Pendant près d’un siècle, on a cru que les cœlacanthes avaient disparu à la fin du siècle. Période Crétacéil y a environ 66 millions d’années. Durant cette période, près de 75 pour cent de la vie sur Terre est devenue éteintdont la majorité dinosaures — à l’exception de l’ancêtre des oiseaux.
Puis, le 22 décembre 1938, Marjorie Courtenay-Latimerle conservateur du East London Museum en Afrique du Sud, a reçu un appel d’un pêcheur qui avait attrapé un poisson rare et étrange. Elle s’est rendu compte qu’il s’agissait d’une espèce inconnue et a contacté l’ichtyologue sud-africain (biologiste des poissons) JLB Smith, qui a confirmé qu’il s’agissait en fait du premier cœlacanthe vivant jamais observé.
En 1939, Smith nomma l’espèce Latimeria chalumnaeégalement connu sous le nom gombessa. Depuis, cette espèce, présente le long de la côte est de l’Afrique, près de l’archipel des Comores, dans le détroit du Mozambique et au large de l’Afrique du Sud, suscite un intérêt scientifique considérable.
En 1998, une deuxième espèce vivante de cœlacanthe, Latimeria menadoensis (nommé Ikan Raja Lautle poisson roi de la mer, en indonésien), a été découvert au large de l’île de Sulawesi, en Indonésie.
Ces deux espèces sont les seules survivantes d’une lignée ancienne qui semble avoir peu évolué au cours des derniers millions d’années.
Suite à la découverte de Latimeria chalumnaeles cœlacanthes étaient considérés comme des vertébrés dont la forme du corps a peu changé au fil du temps, ce qui suggère une évolution lente.
Ngamugawi ou « poisson ancien »
Dans notre étude, nous décrivons une nouvelle espèce de cœlacanthe de la période dévonienne d’Australie occidentale. Nous l’avons nommé Ngamugawi Wirngarri. Ngamugawi signifie « poisson ancien » en Gooniyandi, la langue du peuple aborigène australien de la région de Kimberley. Wirngarri rend hommage à Wirngarri, un ancêtre respecté des Gooniyandi.

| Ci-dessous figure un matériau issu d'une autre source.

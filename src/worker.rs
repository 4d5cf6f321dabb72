//! Background worker for mesh partitioning.
//!
//! Keeps octree splitting off the render loop. The worker owns the
//! [`Scene`] registry; each batch of edits ends with one freshly built
//! snapshot published to the shared [`SceneStore`], so frames in flight keep
//! the snapshot they started with.

use std::sync::mpsc::{channel, Receiver, Sender};
use std::thread::{self, JoinHandle};

use crate::pathtracer::{split, Material, MeshData, MeshId, Scene, SceneStore};
use crate::util::{Error, Result, Transform};

/// Commands sent to the worker.
#[derive(Debug)]
pub enum WorkerCommand {
    /// Partition `mesh` and place it, replacing any mesh with the same id.
    Upsert {
        id: MeshId,
        mesh: MeshData,
        transform: Transform,
        materials: Vec<Material>,
        epoch: u64,
    },
    /// Move an existing mesh. No re-partitioning.
    SetTransform { id: MeshId, transform: Transform, epoch: u64 },
    Remove { id: MeshId, epoch: u64 },
    /// Stop the worker thread.
    Stop,
}

impl WorkerCommand {
    fn epoch(&self) -> Option<u64> {
        match self {
            Self::Upsert { epoch, .. } | Self::SetTransform { epoch, .. } | Self::Remove { epoch, .. } => {
                Some(*epoch)
            }
            Self::Stop => None,
        }
    }

    /// Id whose whole state this command replaces.
    ///
    /// An upsert that will be rejected replaces nothing, so whatever it
    /// would have overwritten stays in the batch.
    fn replaces(&self) -> Option<MeshId> {
        match self {
            Self::Upsert { id, mesh, materials, .. } => {
                (!materials.is_empty() && split::check_mesh(mesh).is_ok()).then_some(*id)
            }
            Self::Remove { id, .. } => Some(*id),
            _ => None,
        }
    }
}

/// Results sent back from the worker.
#[derive(Debug)]
pub enum WorkerResult {
    /// A snapshot was published.
    Published {
        generation: u64,
        /// Epoch of the newest command in the batch
        epoch: u64,
        triangles: usize,
    },
    /// A command was rejected; the rest of its batch still applied.
    Failed { id: MeshId, epoch: u64, error: Error },
}

/// Handle to the background partition thread.
pub struct PartitionWorker {
    tx: Sender<WorkerCommand>,
    rx: Receiver<WorkerResult>,
    store: SceneStore,
    handle: Option<JoinHandle<()>>,
}

impl PartitionWorker {
    /// Spawn a worker publishing into `store`.
    pub fn spawn(store: SceneStore) -> Self {
        let (cmd_tx, cmd_rx) = channel::<WorkerCommand>();
        let (res_tx, res_rx) = channel::<WorkerResult>();

        let worker_store = store.clone();
        let handle = thread::Builder::new()
            .name("meshtrace-partition".into())
            .spawn(move || worker_loop(worker_store, cmd_rx, res_tx))
            .ok();
        if handle.is_none() {
            tracing::error!("failed to spawn partition worker thread");
        }

        Self {
            tx: cmd_tx,
            rx: res_rx,
            store,
            handle,
        }
    }

    pub fn store(&self) -> &SceneStore {
        &self.store
    }

    /// Queue a command.
    pub fn send(&self, cmd: WorkerCommand) -> Result<()> {
        self.tx.send(cmd).map_err(|_| Error::WorkerDisconnected)
    }

    pub fn upsert(
        &self,
        id: MeshId,
        mesh: MeshData,
        transform: Transform,
        materials: Vec<Material>,
        epoch: u64,
    ) -> Result<()> {
        self.send(WorkerCommand::Upsert {
            id,
            mesh,
            transform,
            materials,
            epoch,
        })
    }

    pub fn set_transform(&self, id: MeshId, transform: Transform, epoch: u64) -> Result<()> {
        self.send(WorkerCommand::SetTransform { id, transform, epoch })
    }

    pub fn remove(&self, id: MeshId, epoch: u64) -> Result<()> {
        self.send(WorkerCommand::Remove { id, epoch })
    }

    /// Check for ready results (non-blocking).
    pub fn try_recv(&self) -> Option<WorkerResult> {
        self.rx.try_recv().ok()
    }

    /// Block until the next result.
    pub fn recv(&self) -> Result<WorkerResult> {
        self.rx.recv().map_err(|_| Error::WorkerDisconnected)
    }

    /// Block until a snapshot at or past `epoch` is published.
    ///
    /// Failures seen on the way are returned in order.
    pub fn wait_for_epoch(&self, epoch: u64) -> Result<(u64, Vec<WorkerResult>)> {
        let mut failures = Vec::new();
        loop {
            match self.recv()? {
                WorkerResult::Published {
                    generation,
                    epoch: e,
                    ..
                } if e >= epoch => return Ok((generation, failures)),
                WorkerResult::Published { .. } => {}
                failed @ WorkerResult::Failed { .. } => failures.push(failed),
            }
        }
    }

    /// Stop the worker and wait for it to finish.
    pub fn stop(&mut self) {
        let _ = self.tx.send(WorkerCommand::Stop);
        if let Some(handle) = self.handle.take() {
            let _ = handle.join();
        }
    }
}

impl Drop for PartitionWorker {
    fn drop(&mut self) {
        self.stop();
    }
}

fn worker_loop(store: SceneStore, rx: Receiver<WorkerCommand>, tx: Sender<WorkerResult>) {
    let mut scene = Scene::new();
    loop {
        let cmd = match rx.recv() {
            Ok(cmd) => cmd,
            Err(_) => break,
        };
        if matches!(cmd, WorkerCommand::Stop) {
            break;
        }

        let (batch, stop) = drain_to_latest(&rx, cmd);
        let epoch = batch.iter().filter_map(WorkerCommand::epoch).max().unwrap_or(0);

        for cmd in batch {
            if let Err((id, epoch, error)) = apply(&mut scene, cmd) {
                tracing::warn!(id, epoch, "rebuild rejected: {error}");
                if tx.send(WorkerResult::Failed { id, epoch, error }).is_err() {
                    return;
                }
            }
        }

        let snapshot = scene.snapshot();
        let triangles = snapshot.triangle_count();
        let generation = store.publish(snapshot);
        tracing::debug!(generation, epoch, triangles, "snapshot published");

        if tx
            .send(WorkerResult::Published {
                generation,
                epoch,
                triangles,
            })
            .is_err()
        {
            break;
        }
        if stop {
            break;
        }
    }
}

fn apply(scene: &mut Scene, cmd: WorkerCommand) -> std::result::Result<(), (MeshId, u64, Error)> {
    match cmd {
        WorkerCommand::Upsert {
            id,
            mesh,
            transform,
            materials,
            epoch,
        } => scene
            .add_mesh(id, &mesh, transform, materials)
            .map_err(|e| (id, epoch, e)),
        WorkerCommand::SetTransform { id, transform, epoch } => {
            scene.set_transform(id, transform).map_err(|e| (id, epoch, e))
        }
        WorkerCommand::Remove { id, .. } => {
            scene.remove(id);
            Ok(())
        }
        WorkerCommand::Stop => Ok(()),
    }
}

/// Collect everything queued behind `first` into one batch.
///
/// A remove, or an upsert that passes the checks partitioning would
/// make, makes every earlier command for the same id irrelevant, so those
/// are dropped before any partitioning happens. A queued `Stop` ends the
/// batch and is reported through the flag.
fn drain_to_latest(rx: &Receiver<WorkerCommand>, first: WorkerCommand) -> (Vec<WorkerCommand>, bool) {
    let mut batch = vec![first];
    let mut stop = false;
    while let Ok(cmd) = rx.try_recv() {
        if matches!(cmd, WorkerCommand::Stop) {
            stop = true;
            break;
        }
        batch.push(cmd);
    }

    let mut keep = vec![true; batch.len()];
    for (i, cmd) in batch.iter().enumerate() {
        if let Some(id) = cmd.replaces() {
            for (j, earlier) in batch[..i].iter().enumerate() {
                let same_id = match earlier {
                    WorkerCommand::Upsert { id: e, .. }
                    | WorkerCommand::SetTransform { id: e, .. }
                    | WorkerCommand::Remove { id: e, .. } => *e == id,
                    WorkerCommand::Stop => false,
                };
                if same_id {
                    keep[j] = false;
                }
            }
        }
    }
    let dropped = keep.iter().filter(|k| !**k).count();
    if dropped > 0 {
        tracing::trace!(dropped, "superseded commands skipped");
    }
    let batch = batch
        .into_iter()
        .zip(keep)
        .filter_map(|(cmd, k)| k.then_some(cmd))
        .collect();
    (batch, stop)
}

Ngamugawi Wirngarri a été découvert dans la formation géologique de Gogo, mondialement connue comme site fossilifère exceptionnel. Gogo est célèbre pour la préservation tridimensionnelle de nombreux fossiles de poissons, et parfois même de tissus mous tels que le coeur et les muscles.
À ce jour, plus de 50 espèces de poissons fossiles ont été identifiées à Gogo. Ce groupe diversifié de poissons, couplé à celui des invertébrés marins, cohabitait dans un Récif corallien des mers chaudes du Dévonien il y a environ 380 millions d’années.

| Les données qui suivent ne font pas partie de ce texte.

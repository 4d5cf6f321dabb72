//! Ray, hit record and the two intersection primitives.

use crate::util::{Bounds, Vec3};

/// Back-face and near-parallel rejection threshold for the determinant.
pub const DET_EPSILON: f32 = 1e-6;

/// Inverse direction used for an exactly-zero direction component.
pub const INV_DIR_SENTINEL: f32 = 1e30;

/// Ray with normalized direction.
#[derive(Debug, Clone, Copy, PartialEq)]
pub struct Ray {
    pub origin: Vec3,
    pub dir: Vec3,
}

impl Ray {
    /// Create a ray; `dir` is normalized here.
    #[inline]
    pub fn new(origin: Vec3, dir: Vec3) -> Self {
        Self {
            origin,
            dir: dir.normalize_or_zero(),
        }
    }

    #[inline]
    pub fn at(&self, t: f32) -> Vec3 {
        self.origin + self.dir * t
    }

    /// Per-axis inverse direction with zero components mapped to the sentinel.
    #[inline]
    pub fn inv_dir(&self) -> Vec3 {
        let inv = |d: f32| if d == 0.0 { INV_DIR_SENTINEL } else { 1.0 / d };
        Vec3::new(inv(self.dir.x), inv(self.dir.y), inv(self.dir.z))
    }
}

/// Ray-triangle hit before material resolution.
#[derive(Debug, Clone, Copy, PartialEq)]
pub struct TriangleHit {
    pub dst: f32,
    /// Barycentric weights of corners a, b, c.
    pub weights: Vec3,
}

/// Möller–Trumbore style ray-triangle test.
///
/// Only front faces (counter-clockwise as seen from the ray origin) are hit.
/// Returns `None` for misses, back faces and hits behind the origin.
#[inline]
pub fn ray_triangle(ray: &Ray, a: Vec3, b: Vec3, c: Vec3) -> Option<TriangleHit> {
    let edge_ab = b - a;
    let edge_ac = c - a;
    let normal = edge_ab.cross(edge_ac);
    let ao = ray.origin - a;
    let dao = ao.cross(ray.dir);

    let det = -ray.dir.dot(normal);
    if det < DET_EPSILON {
        return None;
    }
    let inv_det = 1.0 / det;

    let dst = ao.dot(normal) * inv_det;
    let u = edge_ac.dot(dao) * inv_det;
    let v = -edge_ab.dot(dao) * inv_det;
    let w = 1.0 - u - v;

    if dst >= 0.0 && u >= 0.0 && v >= 0.0 && w >= 0.0 {
        Some(TriangleHit {
            dst,
            weights: Vec3::new(w, u, v),
        })
    } else {
        None
    }
}

/// Slab test. Returns the entry distance (clamped to 0) if the ray's
/// forward half-line overlaps the box.
#[inline]
pub fn ray_bounds(ray: &Ray, inv_dir: Vec3, bounds: &Bounds) -> Option<f32> {
    let t_min = (bounds.min - ray.origin) * inv_dir;
    let t_max = (bounds.max - ray.origin) * inv_dir;
    let t1 = t_min.min(t_max);
    let t2 = t_min.max(t_max);
    let t_near = t1.max_element();
    let t_far = t2.min_element();
    (t_near <= t_far && t_far >= 0.0).then_some(t_near.max(0.0))
}

/// Intersection work counters, used by the debug views.
#[derive(Debug, Clone, Copy, Default, PartialEq, Eq)]
pub struct IntersectionStats {
    pub box_tests: u32,
    pub triangle_tests: u32,
}
//! Store error types.

use thiserror::Error;

#[derive(Debug, Error)]
pub enum StoreError {
    #[error("insufficient credits: need {required}, have {available}")]
    InsufficientCredits { required: i64, available: i64 },

    #[error("username '{0}' is already taken")]
    UsernameTaken(String),

    #[error("user {0} not found")]
    UserNotFound(String),

    #[error("worker {0} not found")]
    WorkerNotFound(String),

    #[error("job {0} not found")]
    JobNotFound(String),

    #[error("job {0} is not pending")]
    NotPending(String),

    #[error("job {0} is not running")]
    NotRunning(String),

    #[error("user {user_id} does not own job {job_id}")]
    NotOwner { user_id: String, job_id: String },

    #[error("invalid stored payload: {0}")]
    Payload(#[from] serde_json::Error),

    #[error("artifact i/o failed: {0}")]
    Io(#[from] std::io::Error),

    #[error(transparent)]
    Sqlx(#[from] sqlx::Error),
}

Une évolution plus complexe qu’il n’y paraît
Notre étude révèle que les cœlacanthes ont évolué rapidement au début de leur histoire, au Dévonien, mais que cette évolution s’est ralentie par la suite. Les innovations évolutives ont presque cessé après la période du Crétacé, ce qui suggère que pour certains traits, les cœlacanthes, comme Latimeriesemblent figés dans le temps.
Cependant, d’autres caractéristiques, telles que les proportions corporelles, ont continué à évoluer à un rythme normal au cours de la période mésozoïque (il y a 252 à 66 millions d’années). Bien que la forme du corps ait peu changé, ce qui conforte l’idée selon laquelle Latimerie est un « fossile vivant », l’évolution de la forme des os crâniens n’a jamais cessé, ce qui remet en question l’étiquette.
De toutes les variables environnementales étudiées, l’activité des plaques tectoniques a l’influence la plus marquée sur les taux d’évolution du cœlacanthe. De nouvelles espèces de cœlacanthes étaient plus susceptibles d’émerger au cours périodes d’activité tectonique intense lorsque de nouveaux habitats ont été créés ou fragmentés.
Le Ngamugawi Cette découverte montre que les cœlacanthes ne sont pas restés inchangés depuis des millions d’années.
Leur lente évolution montre qu’ils ne sont pas des « fossiles vivants », mais plutôt le résultat d’une histoire évolutive complexe.
Cet article édité est republié à partir de La conversation sous licence Creative Commons. Lire le article original.